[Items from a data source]
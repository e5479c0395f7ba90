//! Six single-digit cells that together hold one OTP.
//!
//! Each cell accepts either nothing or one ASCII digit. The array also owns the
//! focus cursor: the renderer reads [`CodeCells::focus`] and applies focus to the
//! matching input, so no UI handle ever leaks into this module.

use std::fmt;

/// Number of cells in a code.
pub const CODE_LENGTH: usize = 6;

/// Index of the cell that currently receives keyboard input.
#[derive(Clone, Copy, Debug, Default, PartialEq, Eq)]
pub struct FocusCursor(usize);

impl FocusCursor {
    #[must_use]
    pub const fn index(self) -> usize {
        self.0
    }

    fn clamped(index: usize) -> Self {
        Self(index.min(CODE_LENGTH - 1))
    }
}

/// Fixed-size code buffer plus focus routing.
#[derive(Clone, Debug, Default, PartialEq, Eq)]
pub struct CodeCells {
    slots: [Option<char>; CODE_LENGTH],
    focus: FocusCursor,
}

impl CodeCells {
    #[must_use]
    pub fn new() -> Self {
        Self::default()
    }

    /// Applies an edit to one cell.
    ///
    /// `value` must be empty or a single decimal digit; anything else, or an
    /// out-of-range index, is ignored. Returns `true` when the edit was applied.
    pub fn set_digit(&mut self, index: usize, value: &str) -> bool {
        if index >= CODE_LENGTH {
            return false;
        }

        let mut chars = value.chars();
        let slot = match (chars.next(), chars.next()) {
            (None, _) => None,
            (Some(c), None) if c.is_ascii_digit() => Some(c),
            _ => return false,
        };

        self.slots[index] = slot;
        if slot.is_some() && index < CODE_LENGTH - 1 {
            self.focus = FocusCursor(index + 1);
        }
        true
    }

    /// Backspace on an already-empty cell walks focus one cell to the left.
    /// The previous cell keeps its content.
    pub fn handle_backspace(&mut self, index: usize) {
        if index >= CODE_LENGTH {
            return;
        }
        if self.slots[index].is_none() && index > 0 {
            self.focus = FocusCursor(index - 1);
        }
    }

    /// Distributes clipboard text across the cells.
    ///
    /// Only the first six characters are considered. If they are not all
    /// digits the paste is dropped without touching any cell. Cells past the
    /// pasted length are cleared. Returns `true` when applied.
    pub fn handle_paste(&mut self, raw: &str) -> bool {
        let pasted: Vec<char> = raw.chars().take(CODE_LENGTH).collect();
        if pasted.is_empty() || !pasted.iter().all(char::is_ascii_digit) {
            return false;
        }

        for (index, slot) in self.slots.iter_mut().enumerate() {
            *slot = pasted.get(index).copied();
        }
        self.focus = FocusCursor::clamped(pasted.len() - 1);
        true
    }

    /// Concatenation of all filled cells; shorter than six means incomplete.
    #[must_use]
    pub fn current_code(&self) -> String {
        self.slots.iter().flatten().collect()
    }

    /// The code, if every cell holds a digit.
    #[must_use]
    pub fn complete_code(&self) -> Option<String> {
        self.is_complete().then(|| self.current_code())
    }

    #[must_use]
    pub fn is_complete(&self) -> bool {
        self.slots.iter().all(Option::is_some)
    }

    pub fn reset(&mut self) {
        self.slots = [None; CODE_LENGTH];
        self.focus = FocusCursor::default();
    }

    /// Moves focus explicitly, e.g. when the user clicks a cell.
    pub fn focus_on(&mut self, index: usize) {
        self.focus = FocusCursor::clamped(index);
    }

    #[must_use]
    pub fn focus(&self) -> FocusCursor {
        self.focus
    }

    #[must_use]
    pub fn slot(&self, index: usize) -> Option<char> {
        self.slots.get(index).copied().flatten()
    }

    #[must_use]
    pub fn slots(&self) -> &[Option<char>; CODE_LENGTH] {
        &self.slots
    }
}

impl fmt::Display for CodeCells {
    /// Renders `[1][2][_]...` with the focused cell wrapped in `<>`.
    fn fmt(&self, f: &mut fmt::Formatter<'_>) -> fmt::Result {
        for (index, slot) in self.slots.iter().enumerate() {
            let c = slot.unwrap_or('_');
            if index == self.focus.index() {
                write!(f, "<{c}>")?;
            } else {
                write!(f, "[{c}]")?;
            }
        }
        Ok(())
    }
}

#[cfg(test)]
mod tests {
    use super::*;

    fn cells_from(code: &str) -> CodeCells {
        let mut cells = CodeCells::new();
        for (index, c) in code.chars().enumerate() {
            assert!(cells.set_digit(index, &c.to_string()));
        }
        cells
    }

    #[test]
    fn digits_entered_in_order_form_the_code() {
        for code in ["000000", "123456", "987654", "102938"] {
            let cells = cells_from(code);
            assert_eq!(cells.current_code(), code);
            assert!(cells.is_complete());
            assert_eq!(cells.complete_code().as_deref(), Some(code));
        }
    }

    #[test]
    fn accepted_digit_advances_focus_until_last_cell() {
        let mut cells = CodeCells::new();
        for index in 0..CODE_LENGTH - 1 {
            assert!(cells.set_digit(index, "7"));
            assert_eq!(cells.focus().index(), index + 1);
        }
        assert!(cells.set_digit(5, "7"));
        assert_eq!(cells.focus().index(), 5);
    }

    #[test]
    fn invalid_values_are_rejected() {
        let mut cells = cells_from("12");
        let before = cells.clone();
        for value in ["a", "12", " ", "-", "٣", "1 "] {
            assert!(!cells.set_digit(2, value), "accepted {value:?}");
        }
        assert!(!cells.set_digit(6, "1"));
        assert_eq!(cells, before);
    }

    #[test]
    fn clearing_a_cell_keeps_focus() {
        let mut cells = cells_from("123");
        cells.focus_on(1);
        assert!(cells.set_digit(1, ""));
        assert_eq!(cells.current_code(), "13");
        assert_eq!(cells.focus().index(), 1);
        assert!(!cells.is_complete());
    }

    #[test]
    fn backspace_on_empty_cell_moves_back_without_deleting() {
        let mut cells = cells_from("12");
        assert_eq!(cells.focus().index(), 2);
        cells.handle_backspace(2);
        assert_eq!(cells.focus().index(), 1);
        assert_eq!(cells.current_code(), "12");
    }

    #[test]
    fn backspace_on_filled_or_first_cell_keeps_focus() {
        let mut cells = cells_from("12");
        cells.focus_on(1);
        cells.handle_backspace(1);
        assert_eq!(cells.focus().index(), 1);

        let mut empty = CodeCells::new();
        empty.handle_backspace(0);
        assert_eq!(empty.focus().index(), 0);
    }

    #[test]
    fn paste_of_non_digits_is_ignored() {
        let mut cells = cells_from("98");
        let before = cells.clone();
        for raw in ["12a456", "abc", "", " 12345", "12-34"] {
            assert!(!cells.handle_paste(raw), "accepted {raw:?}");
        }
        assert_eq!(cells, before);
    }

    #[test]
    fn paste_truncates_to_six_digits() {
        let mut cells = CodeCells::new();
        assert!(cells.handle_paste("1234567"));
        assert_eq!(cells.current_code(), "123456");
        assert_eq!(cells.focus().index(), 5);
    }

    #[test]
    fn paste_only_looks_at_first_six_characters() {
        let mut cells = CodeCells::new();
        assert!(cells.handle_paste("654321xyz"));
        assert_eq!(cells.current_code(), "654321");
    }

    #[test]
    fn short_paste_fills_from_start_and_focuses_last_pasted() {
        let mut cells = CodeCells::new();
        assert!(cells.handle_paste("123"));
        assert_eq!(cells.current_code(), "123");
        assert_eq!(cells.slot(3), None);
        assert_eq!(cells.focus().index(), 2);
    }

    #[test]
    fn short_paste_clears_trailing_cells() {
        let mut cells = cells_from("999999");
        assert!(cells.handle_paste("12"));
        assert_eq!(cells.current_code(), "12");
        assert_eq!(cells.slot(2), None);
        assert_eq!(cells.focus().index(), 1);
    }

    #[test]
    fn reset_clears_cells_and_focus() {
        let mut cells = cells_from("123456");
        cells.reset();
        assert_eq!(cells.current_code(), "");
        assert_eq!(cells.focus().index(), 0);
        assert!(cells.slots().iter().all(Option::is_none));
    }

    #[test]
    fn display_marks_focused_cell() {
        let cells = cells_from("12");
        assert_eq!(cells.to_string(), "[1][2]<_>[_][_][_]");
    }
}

■ **TASK TO CARRY OUT**
For each line above that contains the word "bool", make a copy.

■ **RESULT OF THIS TASK**
    pub fn set_digit(&mut self, index: usize, value: &str) -> bool {
    pub fn handle_paste(&mut self, raw: &str) -> bool {
    pub fn is_complete(&self) -> bool {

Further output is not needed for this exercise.